CORREO DE LECTORES

Una mano no se le niega a nadie

Escrito por:
Pablo Sánchez

Es una frase muy nuestra. Habla de generosidad, de entrega, de ser solidario. De no mirar para otro lado, frente a la necesidad del otro. Y pensó justamente Guido Adente, un joven estudiante de la UTN, cuando llegó el pedido de una prótesis (una mano) para Julieta, una nena rosarina de 8 años.

Guido está trabajando con la impresora 3D, que posee la facultad, él realizó la impresión desde allí se contactaron con Atomiclab, una ONG que propone realizar prótesis para personas de bajos recursos, usando la tecnología mencionada. El material cuenta Guido “lo conseguimos a través del Licenciado Martín Azzola, responsable de la Unidad de Vinculación Tecnológica de la UTN. Y lo consiguió con los colores que quería la nena: blanco y rosado”.

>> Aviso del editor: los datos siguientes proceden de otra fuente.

/// LLM Client — the single point of entry for all Gemini API calls.
///
/// ARCHITECTURAL RULE: No other module may call the Gemini API directly.
/// All model interactions MUST go through this module.
///
/// Every call is schema-constrained: the schema is sent as `responseSchema`
/// and the returned text is validated against it before deserialization.
/// There is no retry loop and no repair of malformed output.
use std::time::Duration;

use reqwest::Client;
use serde::{de::DeserializeOwned, Deserialize, Serialize};
use serde_json::Value;
use thiserror::Error;
use tracing::debug;

pub mod prompts;
pub mod schema;

use schema::{Schema, SchemaViolation};

pub const GEMINI_API_BASE_URL: &str = "https://generativelanguage.googleapis.com/v1beta";
pub const DEFAULT_MODEL: &str = "gemini-2.5-flash";
const REQUEST_TIMEOUT: Duration = Duration::from_secs(120);

/// Finish reasons meaning the model withheld its answer.
const BLOCKING_FINISH_REASONS: &[&str] =
    &["SAFETY", "RECITATION", "BLOCKLIST", "PROHIBITED_CONTENT", "SPII"];

#[derive(Debug, Error)]
pub enum LlmError {
    #[error("HTTP error: {0}")]
    Http(#[from] reqwest::Error),

    #[error("API error (status {status}): {message}")]
    Api { status: u16, message: String },

    #[error("No Gemini API key configured")]
    MissingCredential,

    #[error("Prompt blocked by the model: {0}")]
    Blocked(String),

    #[error("LLM returned empty content")]
    EmptyContent,

    #[error("JSON parse error: {0}")]
    Parse(#[from] serde_json::Error),

    #[error(transparent)]
    Schema(#[from] SchemaViolation),
}

impl LlmError {
    /// True when the call succeeded but the answer had the wrong shape.
    pub fn is_schema_failure(&self) -> bool {
        matches!(self, LlmError::Parse(_) | LlmError::Schema(_))
    }
}

#[derive(Debug, Serialize)]
#[serde(rename_all = "camelCase")]
struct GenerateContentRequest<'a> {
    system_instruction: RequestContent<'a>,
    contents: Vec<RequestContent<'a>>,
    generation_config: GenerationConfig,
}

#[derive(Debug, Serialize)]
struct RequestContent<'a> {
    #[serde(skip_serializing_if = "Option::is_none")]
    role: Option<&'a str>,
    parts: Vec<RequestPart<'a>>,
}

#[derive(Debug, Serialize)]
struct RequestPart<'a> {
    text: &'a str,
}

#[derive(Debug, Serialize)]
#[serde(rename_all = "camelCase")]
struct GenerationConfig {
    response_mime_type: &'static str,
    response_schema: Value,
    temperature: f32,
}

#[derive(Debug, Deserialize)]
#[serde(rename_all = "camelCase")]
pub struct LlmResponse {
    #[serde(default)]
    pub candidates: Vec<Candidate>,
    #[serde(default)]
    pub prompt_feedback: Option<PromptFeedback>,
    #[serde(default)]
    pub usage_metadata: Option<UsageMetadata>,
}

#[derive(Debug, Deserialize)]
#[serde(rename_all = "camelCase")]
pub struct Candidate {
    #[serde(default)]
    pub content: Option<CandidateContent>,
    #[serde(default)]
    pub finish_reason: Option<String>,
}

#[derive(Debug, Deserialize)]
pub struct CandidateContent {
    #[serde(default)]
    pub parts: Vec<ResponsePart>,
}

#[derive(Debug, Deserialize)]
pub struct ResponsePart {
    #[serde(default)]
    pub text: Option<String>,
}

#[derive(Debug, Deserialize)]
#[serde(rename_all = "camelCase")]
pub struct PromptFeedback {
    #[serde(default)]
    pub block_reason: Option<String>,
}

#[derive(Debug, Default, Deserialize)]
#[serde(rename_all = "camelCase")]
pub struct UsageMetadata {
    #[serde(default)]
    pub prompt_token_count: u32,
    #[serde(default)]
    pub candidates_token_count: u32,
}

impl LlmResponse {
    pub fn finish_reason(&self) -> Option<&str> {
        self.candidates.first()?.finish_reason.as_deref()
    }

    /// Error for a response that carried no usable text.
    fn missing_text_error(&self) -> LlmError {
        match self.finish_reason() {
            Some(reason) if BLOCKING_FINISH_REASONS.contains(&reason) => {
                LlmError::Blocked(reason.to_string())
            }
            _ => LlmError::EmptyContent,
        }
    }

    /// Concatenated text of the first candidate's parts, if any.
    pub fn text(&self) -> Option<String> {
        let content = self.candidates.first()?.content.as_ref()?;
        let text: String = content
            .parts
            .iter()
            .filter_map(|p| p.text.as_deref())
            .collect();
        if text.trim().is_empty() {
            None
        } else {
            Some(text)
        }
    }
}

#[derive(Debug, Deserialize)]
struct GeminiError {
    error: GeminiErrorBody,
}

#[derive(Debug, Deserialize)]
struct GeminiErrorBody {
    message: String,
}

/// The single LLM client used by the report gateway.
#[derive(Clone)]
pub struct LlmClient {
    client: Client,
    api_key: Option<String>,
    model: String,
    base_url: String,
}

impl LlmClient {
    pub fn new(
        api_key: Option<String>,
        model: impl Into<String>,
        base_url: impl Into<String>,
    ) -> Result<Self, LlmError> {
        Ok(Self {
            client: Client::builder().timeout(REQUEST_TIMEOUT).build()?,
            api_key,
            model: model.into(),
            base_url: base_url.into().trim_end_matches('/').to_string(),
        })
    }

    pub fn model(&self) -> &str {
        &self.model
    }

    /// Makes one raw call to `generateContent`, returning the full response object.
    pub async fn call(
        &self,
        prompt: &str,
        system: &str,
        schema: &Schema,
        temperature: f32,
    ) -> Result<LlmResponse, LlmError> {
        let api_key = self.api_key.as_deref().ok_or(LlmError::MissingCredential)?;

        let request_body = GenerateContentRequest {
            system_instruction: RequestContent {
                role: None,
                parts: vec![RequestPart { text: system }],
            },
            contents: vec![RequestContent {
                role: Some("user"),
                parts: vec![RequestPart { text: prompt }],
            }],
            generation_config: GenerationConfig {
                response_mime_type: "application/json",
                response_schema: schema.to_json(),
                temperature,
            },
        };

        let url = format!("{}/models/{}:generateContent", self.base_url, self.model);
        debug!(model = %self.model, prompt_len = prompt.len(), "Calling Gemini API");

        let response = self
            .client
            .post(&url)
            .header("x-goog-api-key", api_key)
            .json(&request_body)
            .send()
            .await?;

        let status = response.status();
        if !status.is_success() {
            let body = response.text().await.unwrap_or_default();
            let message = serde_json::from_str::<GeminiError>(&body)
                .map(|e| e.error.message)
                .unwrap_or(body);
            return Err(LlmError::Api {
                status: status.as_u16(),
                message,
            });
        }

        let llm_response: LlmResponse = response.json().await?;

        if let Some(reason) = llm_response
            .prompt_feedback
            .as_ref()
            .and_then(|f| f.block_reason.clone())
        {
            return Err(LlmError::Blocked(reason));
        }

        let usage = llm_response.usage_metadata.as_ref();
        debug!(
            "LLM call succeeded: prompt_tokens={}, output_tokens={}",
            usage.map(|u| u.prompt_token_count).unwrap_or_default(),
            usage.map(|u| u.candidates_token_count).unwrap_or_default()
        );

        Ok(llm_response)
    }

    /// Calls the model and turns its text into a `T` that conforms to `schema`.
    pub async fn call_json<T: DeserializeOwned>(
        &self,
        prompt: &str,
        system: &str,
        schema: &Schema,
        temperature: f32,
    ) -> Result<T, LlmError> {
        let response = self.call(prompt, system, schema, temperature).await?;
        let text = match response.text() {
            Some(text) => text,
            None => return Err(response.missing_text_error()),
        };
        if response.finish_reason() == Some("MAX_TOKENS") {
            debug!("Model output hit the token limit; parsing what was returned");
        }
        parse_structured(&text, schema)
    }
}

/// Strict parse: the text must be exactly one JSON value matching `schema`.
pub fn parse_structured<T: DeserializeOwned>(text: &str, schema: &Schema) -> Result<T, LlmError> {
    let value: Value = serde_json::from_str(text.trim())?;
    schema.validate(&value)?;
    Ok(serde_json::from_value(value)?)
}

#[cfg(test)]
mod tests {
    use super::*;
    use mockito::{Matcher, Server};
    use serde_json::json;

    #[derive(Debug, Deserialize)]
    struct Requirements {
        requirements: String,
        link: String,
    }

    fn requirements_schema() -> Schema {
        Schema::object(vec![
            ("requirements", Schema::string()),
            ("link", Schema::string()),
        ])
    }

    fn gemini_body(text: &str) -> String {
        json!({
            "candidates": [{
                "content": { "parts": [{ "text": text }], "role": "model" },
                "finishReason": "STOP"
            }],
            "usageMetadata": { "promptTokenCount": 12, "candidatesTokenCount": 30 }
        })
        .to_string()
    }

    #[test]
    fn test_parse_structured_rejects_code_fences() {
        let text = "```json\n{\"requirements\": \"A*AA\", \"link\": \"x\"}\n```";
        let result: Result<Requirements, _> = parse_structured(text, &requirements_schema());
        assert!(matches!(result, Err(LlmError::Parse(_))));
    }

    #[test]
    fn test_parse_structured_rejects_missing_field() {
        let result: Result<Requirements, _> =
            parse_structured(r#"{"requirements": "A*AA"}"#, &requirements_schema());
        assert!(matches!(result, Err(LlmError::Schema(_))));
    }

    #[test]
    fn test_parse_structured_accepts_surrounding_whitespace() {
        let parsed: Requirements = parse_structured(
            "\n  {\"requirements\": \"A*AA\", \"link\": \"https://example.ac.uk\"}  \n",
            &requirements_schema(),
        )
        .unwrap();
        assert_eq!(parsed.requirements, "A*AA");
        assert_eq!(parsed.link, "https://example.ac.uk");
    }

    #[test]
    fn test_response_text_concatenates_parts() {
        let response: LlmResponse = serde_json::from_value(json!({
            "candidates": [{ "content": { "parts": [{ "text": "{\"a\":" }, { "text": "1}" }] } }]
        }))
        .unwrap();
        assert_eq!(response.text().as_deref(), Some("{\"a\":1}"));
    }

    #[test]
    fn test_response_text_none_without_candidates() {
        let response: LlmResponse = serde_json::from_value(json!({})).unwrap();
        assert!(response.text().is_none());
    }

    #[tokio::test]
    async fn test_missing_credential_makes_no_request() {
        let client = LlmClient::new(None, DEFAULT_MODEL, "http://127.0.0.1:9").unwrap();
        let result = client
            .call("prompt", "system", &requirements_schema(), 0.2)
            .await;
        assert!(matches!(result, Err(LlmError::MissingCredential)));
    }

    #[tokio::test]
    async fn test_call_json_success_sends_schema_and_key() {
        let mut server = Server::new_async().await;
        let mock = server
            .mock("POST", "/models/gemini-2.5-flash:generateContent")
            .match_header("x-goog-api-key", "test-key")
            .match_body(Matcher::PartialJson(json!({
                "generationConfig": {
                    "responseMimeType": "application/json",
                    "responseSchema": { "type": "OBJECT" }
                }
            })))
            .with_status(200)
            .with_header("content-type", "application/json")
            .with_body(gemini_body(
                r#"{"requirements": "A*AA", "link": "https://www.ox.ac.uk/physics"}"#,
            ))
            .expect(1)
            .create_async()
            .await;

        let client =
            LlmClient::new(Some("test-key".to_string()), DEFAULT_MODEL, server.url()).unwrap();
        let parsed: Requirements = client
            .call_json("prompt", "system", &requirements_schema(), 0.2)
            .await
            .unwrap();

        mock.assert_async().await;
        assert_eq!(parsed.requirements, "A*AA");
    }

    #[tokio::test]
    async fn test_server_error_is_not_retried() {
        let mut server = Server::new_async().await;
        let mock = server
            .mock("POST", "/models/gemini-2.5-flash:generateContent")
            .with_status(503)
            .with_body(r#"{"error": {"code": 503, "message": "overloaded", "status": "UNAVAILABLE"}}"#)
            .expect(1)
            .create_async()
            .await;

        let client =
            LlmClient::new(Some("test-key".to_string()), DEFAULT_MODEL, server.url()).unwrap();
        let result = client
            .call("prompt", "system", &requirements_schema(), 0.2)
            .await;

        mock.assert_async().await;
        match result {
            Err(LlmError::Api { status, message }) => {
                assert_eq!(status, 503);
                assert_eq!(message, "overloaded");
            }
            other => panic!("expected Api error, got {other:?}"),
        }
    }

    #[tokio::test]
    async fn test_blocked_prompt_is_an_error() {
        let mut server = Server::new_async().await;
        let _mock = server
            .mock("POST", "/models/gemini-2.5-flash:generateContent")
            .with_status(200)
            .with_body(r#"{"candidates": [], "promptFeedback": {"blockReason": "SAFETY"}}"#)
            .create_async()
            .await;

        let client =
            LlmClient::new(Some("test-key".to_string()), DEFAULT_MODEL, server.url()).unwrap();
        let result = client
            .call("prompt", "system", &requirements_schema(), 0.2)
            .await;
        assert!(matches!(result, Err(LlmError::Blocked(reason)) if reason == "SAFETY"));
    }

    #[tokio::test]
    async fn test_safety_stop_without_text_is_blocked() {
        let mut server = Server::new_async().await;
        let _mock = server
            .mock("POST", "/models/gemini-2.5-flash:generateContent")
            .with_status(200)
            .with_body(r#"{"candidates": [{"finishReason": "SAFETY"}]}"#)
            .create_async()
            .await;

        let client =
            LlmClient::new(Some("test-key".to_string()), DEFAULT_MODEL, server.url()).unwrap();
        let result: Result<Requirements, _> = client
            .call_json("prompt", "system", &requirements_schema(), 0.2)
            .await;
        assert!(matches!(result, Err(LlmError::Blocked(reason)) if reason == "SAFETY"));
    }

    #[test]
    fn test_empty_candidate_without_blocking_reason_is_empty_content() {
        let response: LlmResponse = serde_json::from_value(json!({
            "candidates": [{ "content": { "parts": [] }, "finishReason": "STOP" }]
        }))
        .unwrap();
        assert_eq!(response.finish_reason(), Some("STOP"));
        assert!(matches!(response.missing_text_error(), LlmError::EmptyContent));
    }

    #[tokio::test]
    async fn test_call_json_schema_violation() {
        let mut server = Server::new_async().await;
        let _mock = server
            .mock("POST", "/models/gemini-2.5-flash:generateContent")
            .with_status(200)
            .with_body(gemini_body(r#"{"requirements": 42, "link": "x"}"#))
            .create_async()
            .await;

        let client =
            LlmClient::new(Some("test-key".to_string()), DEFAULT_MODEL, server.url()).unwrap();
        let result: Result<Requirements, _> = client
            .call_json("prompt", "system", &requirements_schema(), 0.2)
            .await;
        let err = result.unwrap_err();
        assert!(err.is_schema_failure());
    }
}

Un milagro de la ciencia y de esos corazones generosos, que comenzaron a dedicar tiempo, capacidad, esfuerzo y mucho cariño para hacer realidad esa frase que menciono al comienzo, que encierra una vocación de servicio inmensa, como la de Guido, Martín y la UTN.

Cuando uno piensa cuánto egoísmo hay en el mundo, o mejor dicho, ¡cuántas personas egoístas existen, que niegan su mano a quien la necesite, sólo por acaparar más, por tener más, valoramos más gestos como éstos, de personas jóvenes, y lo digo con orgullo, concordienses que provocaron la felicidad de esa nena que sueña con ser tenista, que al probar su linda mano, con sus colores preferidos, lo primero que hizo fue agarrar una pelota de tenis. Fue un momento de emoción, de alegría y para Guido, Martín y los que colaboraron, la satisfacción del deber cumplido. Un deber que en realidad fue un milagro de amor servicial.

La UTN Concordia se sumó al Programa Embajadores de Atomiclab, (www.atomiclab.org) en esta página de internet, se deben solicitar las prótesis, ellos poseen los planos para realizarlo y hacen los contactos para llevar adelante la entrega.

Estas son las noticias que nos alegran el alma, que nos saca de esa angustia que como sociedad vivimos, y nos da la certeza de que, habiendo jóvenes como GUIDO, MARTÍN E INSTITUCIONES que piensan y trabajan por el prójimo, la esperanza de un mundo mejor y una sociedad más humana es posible.

Como cierre de esta nota, solo le pido que imaginen la sonrisa grande, agradecida de Julieta la nena de 8 años, apretando con su mano una pelota de tenis. Será una caricia para el corazón de cada uno.